* Requirement *
Print every entry below again. Nothing may differ from the original.

[Dataset content]

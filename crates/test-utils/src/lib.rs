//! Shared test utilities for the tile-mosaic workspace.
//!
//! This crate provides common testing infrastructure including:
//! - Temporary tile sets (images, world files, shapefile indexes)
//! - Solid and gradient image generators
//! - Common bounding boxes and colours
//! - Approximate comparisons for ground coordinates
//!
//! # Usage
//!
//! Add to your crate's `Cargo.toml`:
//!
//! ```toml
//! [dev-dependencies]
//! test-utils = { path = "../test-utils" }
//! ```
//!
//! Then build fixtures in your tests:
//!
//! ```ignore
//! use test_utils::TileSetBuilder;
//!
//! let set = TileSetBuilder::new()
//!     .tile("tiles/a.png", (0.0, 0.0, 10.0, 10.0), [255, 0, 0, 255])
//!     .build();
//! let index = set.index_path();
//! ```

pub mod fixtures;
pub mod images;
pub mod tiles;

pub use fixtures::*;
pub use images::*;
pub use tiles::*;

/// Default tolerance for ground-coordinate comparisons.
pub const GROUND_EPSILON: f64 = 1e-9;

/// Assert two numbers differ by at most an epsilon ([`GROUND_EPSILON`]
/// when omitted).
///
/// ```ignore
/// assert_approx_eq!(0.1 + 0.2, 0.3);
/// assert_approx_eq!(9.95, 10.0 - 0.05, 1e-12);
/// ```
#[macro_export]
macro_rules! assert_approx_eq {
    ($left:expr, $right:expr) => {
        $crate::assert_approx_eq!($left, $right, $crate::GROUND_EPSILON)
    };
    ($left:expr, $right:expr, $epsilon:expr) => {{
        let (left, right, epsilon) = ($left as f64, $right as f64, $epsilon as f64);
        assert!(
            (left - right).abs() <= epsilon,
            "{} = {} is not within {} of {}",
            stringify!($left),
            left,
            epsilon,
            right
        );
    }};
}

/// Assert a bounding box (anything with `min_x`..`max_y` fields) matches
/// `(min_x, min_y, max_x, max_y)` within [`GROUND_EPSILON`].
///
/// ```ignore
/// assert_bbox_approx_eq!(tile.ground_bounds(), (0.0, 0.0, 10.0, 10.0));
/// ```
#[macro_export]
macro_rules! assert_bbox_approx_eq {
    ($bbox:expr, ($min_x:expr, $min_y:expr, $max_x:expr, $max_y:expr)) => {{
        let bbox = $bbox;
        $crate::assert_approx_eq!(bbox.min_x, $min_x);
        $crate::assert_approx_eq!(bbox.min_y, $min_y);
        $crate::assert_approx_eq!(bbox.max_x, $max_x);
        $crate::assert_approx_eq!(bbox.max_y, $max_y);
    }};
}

[/Dataset content]

* Result *
filename crates/test-utils/src/lib.rs
//! Shared test utilities for the tile-mosaic workspace.
//!
//! This crate provides common testing infrastructure including:
//! - Temporary tile sets (images, world files, shapefile indexes)
//! - Solid and gradient image generators
//! - Common bounding boxes and colours
//! - Approximate comparisons for ground coordinates
//!
//! # Usage
//!
//! Add to your crate's `Cargo.toml`:
//!
//! ```toml
//! [dev-dependencies]
//! test-utils = { path = "../test-utils" }
//! ```
//!
//! Then build fixtures in your tests:
//!
//! ```ignore
//! use test_utils::TileSetBuilder;
//!
//! let set = TileSetBuilder::new()
//!     .tile("tiles/a.png", (0.0, 0.0, 10.0, 10.0), [255, 0, 0, 255])
//!     .build();
//! let index = set.index_path();
//! ```

pub mod fixtures;
pub mod images;
pub mod tiles;

pub use fixtures::*;
pub use images::*;
pub use tiles::*;

/// Default tolerance for ground-coordinate comparisons.
pub const GROUND_EPSILON: f64 = 1e-9;

/// Assert two numbers differ by at most an epsilon ([`GROUND_EPSILON`]
/// when omitted).
///
/// ```ignore
/// assert_approx_eq!(0.1 + 0.2, 0.3);
/// assert_approx_eq!(9.95, 10.0 - 0.05, 1e-12);
/// ```
#[macro_export]
macro_rules! assert_approx_eq {
    ($left:expr, $right:expr) => {
        $crate::assert_approx_eq!($left, $right, $crate::GROUND_EPSILON)
    };
    ($left:expr, $right:expr, $epsilon:expr) => {{
        let (left, right, epsilon) = ($left as f64, $right as f64, $epsilon as f64);
        assert!(
            (left - right).abs() <= epsilon,
            "{} = {} is not within {} of {}",
            stringify!($left),
            left,
            epsilon,
            right
        );
    }};
}

/// Assert a bounding box (anything with `min_x`..`max_y` fields) matches
/// `(min_x, min_y, max_x, max_y)` within [`GROUND_EPSILON`].
///
/// ```ignore
/// assert_bbox_approx_eq!(tile.ground_bounds(), (0.0, 0.0, 10.0, 10.0));
/// ```
#[macro_export]
macro_rules! assert_bbox_approx_eq {
    ($bbox:expr, ($min_x:expr, $min_y:expr, $max_x:expr, $max_y:expr)) => {{
        let bbox = $bbox;
        $crate::assert_approx_eq!(bbox.min_x, $min_x);
        $crate::assert_approx_eq!(bbox.min_y, $min_y);
        $crate::assert_approx_eq!(bbox.max_x, $max_x);
        $crate::assert_approx_eq!(bbox.max_y, $max_y);
    }};
}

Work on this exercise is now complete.